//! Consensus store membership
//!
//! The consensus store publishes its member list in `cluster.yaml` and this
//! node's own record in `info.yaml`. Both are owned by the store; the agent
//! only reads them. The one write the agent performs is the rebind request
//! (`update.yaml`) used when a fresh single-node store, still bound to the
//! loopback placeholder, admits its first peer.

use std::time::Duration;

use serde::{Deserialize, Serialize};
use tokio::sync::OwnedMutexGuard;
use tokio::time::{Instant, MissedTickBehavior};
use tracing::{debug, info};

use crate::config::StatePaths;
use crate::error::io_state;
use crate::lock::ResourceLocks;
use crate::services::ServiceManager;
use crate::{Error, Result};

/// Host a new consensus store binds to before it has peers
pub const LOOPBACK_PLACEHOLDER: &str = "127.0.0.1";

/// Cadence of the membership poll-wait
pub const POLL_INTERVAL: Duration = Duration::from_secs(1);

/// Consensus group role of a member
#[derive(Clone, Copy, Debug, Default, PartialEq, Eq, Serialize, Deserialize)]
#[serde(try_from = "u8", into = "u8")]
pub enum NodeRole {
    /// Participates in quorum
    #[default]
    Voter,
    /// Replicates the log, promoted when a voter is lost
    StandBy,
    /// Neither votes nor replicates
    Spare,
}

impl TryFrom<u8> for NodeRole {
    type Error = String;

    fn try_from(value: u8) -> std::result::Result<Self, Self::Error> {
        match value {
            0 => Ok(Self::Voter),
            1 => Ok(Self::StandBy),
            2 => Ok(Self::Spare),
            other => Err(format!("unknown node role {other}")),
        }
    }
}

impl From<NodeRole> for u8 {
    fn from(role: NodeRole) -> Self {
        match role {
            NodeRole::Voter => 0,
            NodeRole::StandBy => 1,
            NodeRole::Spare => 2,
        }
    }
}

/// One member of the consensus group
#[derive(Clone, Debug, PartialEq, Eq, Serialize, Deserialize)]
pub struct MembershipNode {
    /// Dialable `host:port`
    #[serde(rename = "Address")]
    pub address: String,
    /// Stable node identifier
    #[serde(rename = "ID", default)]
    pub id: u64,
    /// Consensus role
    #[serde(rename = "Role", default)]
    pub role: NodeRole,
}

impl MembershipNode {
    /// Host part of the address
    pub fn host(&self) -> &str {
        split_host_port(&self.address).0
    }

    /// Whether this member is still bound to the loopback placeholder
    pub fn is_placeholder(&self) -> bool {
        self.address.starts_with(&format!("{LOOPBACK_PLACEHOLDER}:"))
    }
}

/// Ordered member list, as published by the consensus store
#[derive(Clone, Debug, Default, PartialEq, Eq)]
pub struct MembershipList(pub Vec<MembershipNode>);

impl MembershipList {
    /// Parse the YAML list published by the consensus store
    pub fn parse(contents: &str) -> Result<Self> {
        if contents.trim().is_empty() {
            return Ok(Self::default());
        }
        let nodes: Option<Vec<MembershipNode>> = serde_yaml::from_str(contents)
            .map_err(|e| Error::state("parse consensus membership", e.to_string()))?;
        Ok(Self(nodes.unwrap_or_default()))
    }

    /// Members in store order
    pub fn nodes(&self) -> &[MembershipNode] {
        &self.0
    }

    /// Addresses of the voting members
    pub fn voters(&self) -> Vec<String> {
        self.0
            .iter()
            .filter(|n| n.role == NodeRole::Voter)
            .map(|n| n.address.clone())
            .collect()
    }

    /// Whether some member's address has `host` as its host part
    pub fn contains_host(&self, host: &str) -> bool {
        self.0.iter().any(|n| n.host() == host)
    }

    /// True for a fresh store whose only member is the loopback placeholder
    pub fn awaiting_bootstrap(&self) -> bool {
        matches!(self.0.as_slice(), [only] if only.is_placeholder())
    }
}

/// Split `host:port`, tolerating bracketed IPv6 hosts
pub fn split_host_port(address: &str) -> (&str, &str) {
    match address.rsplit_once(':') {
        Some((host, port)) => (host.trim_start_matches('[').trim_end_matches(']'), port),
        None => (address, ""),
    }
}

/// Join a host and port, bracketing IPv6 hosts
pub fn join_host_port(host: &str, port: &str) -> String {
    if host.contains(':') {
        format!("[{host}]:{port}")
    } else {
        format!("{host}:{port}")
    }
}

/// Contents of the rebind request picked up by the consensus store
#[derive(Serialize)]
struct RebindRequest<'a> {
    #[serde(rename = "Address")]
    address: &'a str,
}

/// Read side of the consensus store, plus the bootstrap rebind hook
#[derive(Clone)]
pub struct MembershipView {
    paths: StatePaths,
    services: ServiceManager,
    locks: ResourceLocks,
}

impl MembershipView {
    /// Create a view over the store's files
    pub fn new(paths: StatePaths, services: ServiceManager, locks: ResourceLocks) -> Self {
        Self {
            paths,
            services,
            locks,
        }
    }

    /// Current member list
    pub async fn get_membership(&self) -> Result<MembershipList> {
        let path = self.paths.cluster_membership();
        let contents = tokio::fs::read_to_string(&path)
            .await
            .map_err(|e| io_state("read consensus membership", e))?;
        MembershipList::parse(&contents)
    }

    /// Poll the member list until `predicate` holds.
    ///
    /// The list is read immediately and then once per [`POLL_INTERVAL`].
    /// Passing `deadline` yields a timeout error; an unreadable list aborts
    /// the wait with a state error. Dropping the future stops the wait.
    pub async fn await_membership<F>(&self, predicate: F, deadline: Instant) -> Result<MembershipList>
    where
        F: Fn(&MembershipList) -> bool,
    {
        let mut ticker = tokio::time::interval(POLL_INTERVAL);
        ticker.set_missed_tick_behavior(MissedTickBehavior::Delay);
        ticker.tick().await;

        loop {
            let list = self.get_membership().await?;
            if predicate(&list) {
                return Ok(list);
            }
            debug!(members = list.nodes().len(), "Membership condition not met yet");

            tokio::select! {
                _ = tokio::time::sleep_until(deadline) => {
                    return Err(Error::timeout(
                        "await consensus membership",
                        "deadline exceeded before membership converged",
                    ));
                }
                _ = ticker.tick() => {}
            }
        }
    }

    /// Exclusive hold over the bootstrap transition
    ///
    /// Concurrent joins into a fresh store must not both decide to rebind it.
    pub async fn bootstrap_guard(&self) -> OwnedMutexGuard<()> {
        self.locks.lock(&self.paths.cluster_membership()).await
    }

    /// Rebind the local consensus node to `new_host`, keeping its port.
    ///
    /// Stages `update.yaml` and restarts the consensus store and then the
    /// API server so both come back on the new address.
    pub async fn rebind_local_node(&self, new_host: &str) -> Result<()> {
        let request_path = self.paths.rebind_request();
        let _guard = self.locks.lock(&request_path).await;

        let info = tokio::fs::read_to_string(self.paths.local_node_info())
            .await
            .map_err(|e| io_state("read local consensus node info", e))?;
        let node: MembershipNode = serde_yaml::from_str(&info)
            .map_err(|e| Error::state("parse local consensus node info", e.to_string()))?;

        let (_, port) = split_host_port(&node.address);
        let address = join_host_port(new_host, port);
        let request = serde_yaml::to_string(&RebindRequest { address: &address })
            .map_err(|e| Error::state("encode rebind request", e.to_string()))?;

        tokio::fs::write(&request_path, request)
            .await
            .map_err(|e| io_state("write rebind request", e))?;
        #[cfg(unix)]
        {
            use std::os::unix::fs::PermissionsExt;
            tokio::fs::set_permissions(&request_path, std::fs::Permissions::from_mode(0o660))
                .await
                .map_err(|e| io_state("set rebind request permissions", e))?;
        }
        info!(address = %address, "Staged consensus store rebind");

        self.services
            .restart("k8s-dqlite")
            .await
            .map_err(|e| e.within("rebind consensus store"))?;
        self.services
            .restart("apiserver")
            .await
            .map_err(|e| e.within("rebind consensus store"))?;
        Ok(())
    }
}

**Work to complete:**
The answer is a number alone: how many lines of the data contain the string "only"?

**Finished task:**
3